KenGen is earning a lot of interest on money it would have given banks if it hadn’t had debt repayment moratoriums following the Covid-19 outbreak.
In the six months to December 2021, finance income climbed by Sh180 million, or 22%, to Sh1.009 billion, mainly to bigger bank deposits that would have been eaten away by loan repayments otherwise.
It also earned interest on funds kept for ongoing projects, which helped to maintain its bottom line at a period when the Covid corporate tax incentives and capital allowances for its Olkaria V geothermal plant ate into its gross revenues.
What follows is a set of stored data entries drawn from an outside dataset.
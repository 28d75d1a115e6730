use clap::{Parser, Subcommand};
use tokio::io::{AsyncBufReadExt, AsyncWriteExt, BufReader};
use tracing::{error, info, warn};
use tracing_subscriber::{fmt, prelude::*, EnvFilter};

use aspiral_reflection::{
    config::{Config, LogFormat},
    director::{Director, DirectorEvent, Phase, PrewarmRequest, QualityTier},
    frustration::{detect_frustration_level, should_short_circuit, wants_to_skip},
    generation::{LangbaseGenerator, QuestionGenerator, ScriptedGenerator},
    langbase::LangbaseClient,
    omnilink::{EventKind, OmniLinkClient},
    patterns::match_energy,
    session::{MemorySessionStore, SessionStore},
    stage::detect_patterns_early,
    ReflectionFlow, TurnOutcome,
};

/// Guided reflection in the terminal.
#[derive(Parser, Debug)]
#[command(name = "aspiral", version, about)]
struct Cli {
    #[command(subcommand)]
    command: Commands,
}

#[derive(Subcommand, Debug, Clone)]
enum Commands {
    /// Start an interactive session; one line per turn, /reset or /quit
    Chat {
        /// Quality tier for the breakthrough cinematic: low, mid, high
        #[arg(long, default_value = "mid")]
        tier: QualityTier,

        /// Trim motion in the breakthrough cinematic
        #[arg(long)]
        reduced_motion: bool,

        /// Use the scripted generator even if a Langbase key is configured
        #[arg(long)]
        offline: bool,
    },

    /// Classify one utterance and print the result as JSON
    Analyze {
        /// Text to analyze
        text: String,
    },
}

#[tokio::main]
async fn main() -> anyhow::Result<()> {
    let cli = Cli::parse();

    let config = match Config::from_env() {
        Ok(c) => c,
        Err(e) => {
            eprintln!("Configuration error: {}", e);
            std::process::exit(1);
        }
    };

    init_logging(&config);

    match cli.command {
        Commands::Analyze { text } => analyze(&text),
        Commands::Chat {
            tier,
            reduced_motion,
            offline,
        } => {
            let options = ChatOptions {
                tier,
                reduced_motion,
            };
            match (&config.generation.langbase, offline) {
                (Some(langbase), false) => {
                    let client = match LangbaseClient::new(langbase, config.request.clone()) {
                        Ok(c) => {
                            info!(base_url = %langbase.base_url, "Langbase client initialized");
                            c
                        }
                        Err(e) => {
                            error!(error = %e, "Failed to initialize Langbase client");
                            return Err(e.into());
                        }
                    };
                    let generator = LangbaseGenerator::new(client, &config.generation);
                    chat(&config, generator, options).await
                }
                _ => {
                    info!("Running with the offline scripted generator");
                    chat(&config, ScriptedGenerator::new(), options).await
                }
            }
        }
    }
}

fn analyze(text: &str) -> anyhow::Result<()> {
    let report = serde_json::json!({
        "frustration": detect_frustration_level(text),
        "wants_to_skip": wants_to_skip(text),
        "short_circuit": should_short_circuit(text),
        "energy": match_energy(text),
        "patterns": detect_patterns_early(text, &[]),
    });
    println!("{}", serde_json::to_string_pretty(&report)?);
    Ok(())
}

#[derive(Debug, Clone, Copy)]
struct ChatOptions {
    tier: QualityTier,
    reduced_motion: bool,
}

async fn chat<G: QuestionGenerator>(
    config: &Config,
    generator: G,
    options: ChatOptions,
) -> anyhow::Result<()> {
    let mut flow = ReflectionFlow::new(config, MemorySessionStore::new(), generator);
    if config.omnilink.enabled {
        flow = flow.with_omnilink(OmniLinkClient::new(&config.omnilink, &config.request)?);
    }
    let mut director = Director::new(&config.director);

    let mut stdout = tokio::io::stdout();
    let mut lines = BufReader::new(tokio::io::stdin()).lines();

    stdout
        .write_all(b"What feels stuck right now? (/reset to start over, /quit to exit)\n> ")
        .await?;
    stdout.flush().await?;

    while let Some(line) = lines.next_line().await? {
        match line.trim() {
            "/quit" => break,
            "/reset" => {
                flow.start_over();
                if director.phase() == Phase::Complete {
                    director.reset()?;
                } else {
                    director.abort("reset");
                }
                stdout.write_all(b"Starting over. What feels stuck?\n").await?;
            }
            text => match flow.handle_turn(text).await? {
                TurnOutcome::Ignored => {}
                TurnOutcome::Complete => {
                    stdout
                        .write_all(b"This reflection is complete. Type /reset to start another.\n")
                        .await?;
                }
                TurnOutcome::Question { text, .. } => {
                    stdout.write_all(format!("{}\n", text).as_bytes()).await?;
                }
                TurnOutcome::Breakthrough {
                    insight, fallback, ..
                } => {
                    let card = format!(
                        "\n  Friction: {}\n  Grease:   {}\n  Insight:  {}\n{}\n",
                        insight.friction,
                        insight.grease,
                        insight.insight,
                        if fallback { "  (offline card)" } else { "" }
                    );
                    stdout.write_all(card.as_bytes()).await?;

                    let entities = flow
                        .store()
                        .current_session()
                        .map(|s| s.entities.clone())
                        .unwrap_or_default();
                    for event in run_cinematic(&mut director, entities, options) {
                        match &event {
                            DirectorEvent::Completed => {
                                flow.notify(EventKind::BreakthroughCompleted, serde_json::json!({}))
                            }
                            DirectorEvent::Aborted { reason, .. } => flow.notify(
                                EventKind::BreakthroughAborted,
                                serde_json::json!({ "reason": reason }),
                            ),
                            _ => {}
                        }
                        stdout
                            .write_all(format!("  [director] {}\n", serde_json::to_string(&event)?).as_bytes())
                            .await?;
                    }
                    stdout
                        .write_all(b"Type /reset to reflect on something else.\n")
                        .await?;
                }
            },
        }

        if let Some(report) = flow.flush_omnilink().await {
            if let Some(err) = report.error {
                warn!(error = %err, remaining = report.remaining, "OmniLink flush incomplete");
            }
        }

        stdout.write_all(b"> ").await?;
        stdout.flush().await?;
    }

    info!("Chat session ended");
    Ok(())
}

/// Drive the director through one cinematic and collect its events.
fn run_cinematic(
    director: &mut Director,
    entities: Vec<aspiral_reflection::session::Entity>,
    options: ChatOptions,
) -> Vec<DirectorEvent> {
    let mut rx = director.subscribe();

    let result = director
        .prewarm(PrewarmRequest {
            entities,
            breakthrough_type: None,
            quality_tier: options.tier,
            reduced_motion: options.reduced_motion,
        })
        .and_then(|_| director.play(None, options.tier))
        .and_then(|_| director.complete());
    if let Err(e) = result {
        warn!(error = %e, "Breakthrough cinematic did not complete");
    }

    let mut events = Vec::new();
    while let Ok(event) = rx.try_recv() {
        events.push(event);
    }
    events
}

/// Initialize tracing/logging
fn init_logging(config: &Config) {
    let env_filter =
        EnvFilter::try_from_default_env().unwrap_or_else(|_| EnvFilter::new(&config.logging.level));

    match config.logging.format {
        LogFormat::Json => {
            tracing_subscriber::registry()
                .with(env_filter)
                .with(fmt::layer().json().with_writer(std::io::stderr))
                .init();
        }
        LogFormat::Pretty => {
            tracing_subscriber::registry()
                .with(env_filter)
                .with(fmt::layer().with_writer(std::io::stderr))
                .init();
        }
    }
}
“The interest was earned on increased cash balances held for ongoing projects and loans whose repayment has been rescheduled as part of Covid-19 relief programme by financing partners,” said KenGen in its half-year results update.
Based on the loan repayment moratorium, which was implemented by the Central Bank of Kenya (CBK) in March 2020 to protect borrowers from financial distress after the Covid-19 pandemic hit the country, the company saw a gain of Sh449 million in finance income to Sh1.88 billion in the year ended June 2021.
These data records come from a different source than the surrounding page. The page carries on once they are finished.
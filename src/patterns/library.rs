//! Question template catalog grouped by rhetorical category.

use serde::{Deserialize, Serialize};

use crate::stage::Stage;

/// Rhetorical category of a question template.
#[derive(Debug, Clone, Copy, PartialEq, Eq, Hash, Serialize, Deserialize)]
#[serde(rename_all = "snake_case")]
pub enum QuestionCategory {
    Direct,
    Reflection,
    Excavation,
    Contrast,
    Embodied,
    Hypothetical,
    Challenge,
    Completion,
    Permission,
    Temporal,
    Stakes,
    Binary,
    Reframe,
    Curiosity,
    Silence,
}

impl QuestionCategory {
    /// Every category, in catalog order.
    pub const ALL: [QuestionCategory; 15] = [
        QuestionCategory::Direct,
        QuestionCategory::Reflection,
        QuestionCategory::Excavation,
        QuestionCategory::Contrast,
        QuestionCategory::Embodied,
        QuestionCategory::Hypothetical,
        QuestionCategory::Challenge,
        QuestionCategory::Completion,
        QuestionCategory::Permission,
        QuestionCategory::Temporal,
        QuestionCategory::Stakes,
        QuestionCategory::Binary,
        QuestionCategory::Reframe,
        QuestionCategory::Curiosity,
        QuestionCategory::Silence,
    ];

    /// Convert to string representation.
    pub fn as_str(&self) -> &'static str {
        match self {
            QuestionCategory::Direct => "direct",
            QuestionCategory::Reflection => "reflection",
            QuestionCategory::Excavation => "excavation",
            QuestionCategory::Contrast => "contrast",
            QuestionCategory::Embodied => "embodied",
            QuestionCategory::Hypothetical => "hypothetical",
            QuestionCategory::Challenge => "challenge",
            QuestionCategory::Completion => "completion",
            QuestionCategory::Permission => "permission",
            QuestionCategory::Temporal => "temporal",
            QuestionCategory::Stakes => "stakes",
            QuestionCategory::Binary => "binary",
            QuestionCategory::Reframe => "reframe",
            QuestionCategory::Curiosity => "curiosity",
            QuestionCategory::Silence => "silence",
        }
    }

    /// Template strings for this category. Placeholders are filled downstream.
    pub fn templates(&self) -> &'static [&'static str] {
        match self {
            QuestionCategory::Direct => &[
                "What's the real issue with {specific}?",
                "Which part of {specific} bothers you most?",
                "Where does {specific} hit hardest?",
            ],
            QuestionCategory::Reflection => &[
                "You said \"{quote}\". What sits under that?",
                "When you say \"{quote}\", what do you mean?",
                "Hearing \"{quote}\", what feels most true?",
            ],
            QuestionCategory::Excavation => &[
                "When did {specific} first start feeling this way?",
                "What's underneath {specific}?",
                "Whose voice is behind {specific}?",
            ],
            QuestionCategory::Contrast => &[
                "How is {specific} different from {other}?",
                "What would {other} give you that {specific} doesn't?",
                "Which matters more right now, {specific} or {other}?",
            ],
            QuestionCategory::Embodied => &[
                "Where do you feel {specific} in your body?",
                "What does your gut say about {specific}?",
                "How does your chest feel when {specific} comes up?",
            ],
            QuestionCategory::Hypothetical => &[
                "If {specific} vanished tomorrow, what would you do?",
                "Imagine {specific} is solved. What changed?",
                "If nobody was watching, how would you handle {specific}?",
            ],
            QuestionCategory::Challenge => &[
                "Is {specific} really the problem?",
                "What are you avoiding by focusing on {specific}?",
                "Who benefits from {specific} staying stuck?",
            ],
            QuestionCategory::Completion => &[
                "Finish this: I'd move forward if {specific}...",
                "Complete it: the thing I won't admit about {specific} is...",
                "Fill the blank: {specific} would be easy if...",
            ],
            QuestionCategory::Permission => &[
                "What would you do if you had permission to {specific}?",
                "Who needs to say yes before you {specific}?",
                "What if {specific} is allowed to be messy?",
            ],
            QuestionCategory::Temporal => &[
                "How will {specific} look a year from now?",
                "What did {specific} look like before it got hard?",
                "Which moment made {specific} urgent?",
            ],
            QuestionCategory::Stakes => &[
                "What's at risk if {specific} stays the same?",
                "What do you lose by choosing {specific}?",
                "What's the cost of waiting on {specific}?",
            ],
            QuestionCategory::Binary => &[
                "{specific} or {other}: pick one, right now.",
                "Yes or no: is {specific} worth it?",
                "Keep {specific} or let it go?",
            ],
            QuestionCategory::Reframe => &[
                "What if {specific} is protecting you from something?",
                "What if {specific} is a signal, not a flaw?",
                "How would a friend describe {specific}?",
            ],
            QuestionCategory::Curiosity => &[
                "Tell me more about {specific}.",
                "What's interesting about {specific} to you?",
                "What keeps pulling you back to {specific}?",
            ],
            QuestionCategory::Silence => &[
                "Take a breath. What comes up about {specific}?",
                "Sit with {specific} for a second. What surfaces?",
                "Pause. What's the quietest thought about {specific}?",
            ],
        }
    }
}

impl std::fmt::Display for QuestionCategory {
    fn fmt(&self, f: &mut std::fmt::Formatter<'_>) -> std::fmt::Result {
        write!(f, "{}", self.as_str())
    }
}

impl std::str::FromStr for QuestionCategory {
    type Err = String;

    fn from_str(s: &str) -> Result<Self, Self::Err> {
        QuestionCategory::ALL
            .iter()
            .copied()
            .find(|c| c.as_str() == s.to_lowercase())
            .ok_or_else(|| format!("Unknown question category: {}", s))
    }
}

/// Conversation depth used to pick allowed question categories.
#[derive(Debug, Clone, Copy, PartialEq, Eq, Hash, Serialize, Deserialize)]
#[serde(rename_all = "snake_case")]
pub enum PatternStage {
    Surface,
    Exploring,
    Friction,
    Desire,
    Blocker,
    Breakthrough,
}

impl PatternStage {
    /// Convert to string representation.
    pub fn as_str(&self) -> &'static str {
        match self {
            PatternStage::Surface => "surface",
            PatternStage::Exploring => "exploring",
            PatternStage::Friction => "friction",
            PatternStage::Desire => "desire",
            PatternStage::Blocker => "blocker",
            PatternStage::Breakthrough => "breakthrough",
        }
    }
}

impl From<Stage> for PatternStage {
    fn from(stage: Stage) -> Self {
        match stage {
            Stage::Friction => PatternStage::Friction,
            Stage::Desire => PatternStage::Desire,
            Stage::Blocker => PatternStage::Blocker,
            Stage::Breakthrough => PatternStage::Breakthrough,
        }
    }
}

/// Stage to allowed categories, most preferred first.
pub const STAGE_PATTERNS: &[(PatternStage, &[QuestionCategory])] = &[
    (
        PatternStage::Surface,
        &[
            QuestionCategory::Direct,
            QuestionCategory::Reflection,
            QuestionCategory::Curiosity,
        ],
    ),
    (
        PatternStage::Exploring,
        &[
            QuestionCategory::Excavation,
            QuestionCategory::Embodied,
            QuestionCategory::Temporal,
            QuestionCategory::Curiosity,
        ],
    ),
    (
        PatternStage::Friction,
        &[
            QuestionCategory::Contrast,
            QuestionCategory::Binary,
            QuestionCategory::Stakes,
            QuestionCategory::Excavation,
        ],
    ),
    (
        PatternStage::Desire,
        &[
            QuestionCategory::Hypothetical,
            QuestionCategory::Completion,
            QuestionCategory::Permission,
            QuestionCategory::Reflection,
        ],
    ),
    (
        PatternStage::Blocker,
        &[
            QuestionCategory::Challenge,
            QuestionCategory::Reframe,
            QuestionCategory::Stakes,
            QuestionCategory::Silence,
        ],
    ),
    (
        PatternStage::Breakthrough,
        &[
            QuestionCategory::Reframe,
            QuestionCategory::Completion,
            QuestionCategory::Silence,
        ],
    ),
];

/// Full category list configured for a stage.
pub fn stage_categories(stage: PatternStage) -> &'static [QuestionCategory] {
    STAGE_PATTERNS
        .iter()
        .find(|(s, _)| *s == stage)
        .map(|(_, categories)| *categories)
        .unwrap_or(&[])
}

/// Stage categories minus the ones already used.
///
/// Falls back to the full stage list when everything has been used, so the
/// caller always has at least one option.
pub fn get_available_patterns(
    stage: PatternStage,
    used: &[QuestionCategory],
) -> Vec<QuestionCategory> {
    let all = stage_categories(stage);
    let available: Vec<_> = all.iter().copied().filter(|c| !used.contains(c)).collect();

    if available.is_empty() {
        all.to_vec()
    } else {
        available
    }
}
Lenders restructured Sh1.7 trillion in loans under the emergency measure, accounting for 57 percent of the banking sector’s overall loans.
KenGen was one of the debtors who continued to benefit from the lenient repayment conditions even after the emergency measure was lifted.
It also shows that the loan repayment moratorium was not just used by small firms and individuals, but also by huge corporations with billions of dollars in cash reserves.
KenGen‘s financing expenses fell by 27%, or Sh334 million, to Sh897 million in the six-month period, owing to a drop in loan amounts. The company’s net profit increased by 1.3 percent to Sh5.12 billion over the period.
Revenue climbed by 14% to Sh24.8 billion, while expenditures increased by 8% to Sh14.13 billion, owing to increasing commercial activity in Ethiopia, where the firm has been drilling geothermal wells for Ethiopia Electric Power (EEP).
Due to increased dispatch from Olkaria geothermal units, the company’s steam expenses climbed by 8.3 percent, or Sh127 million, to Sh1.65 billion.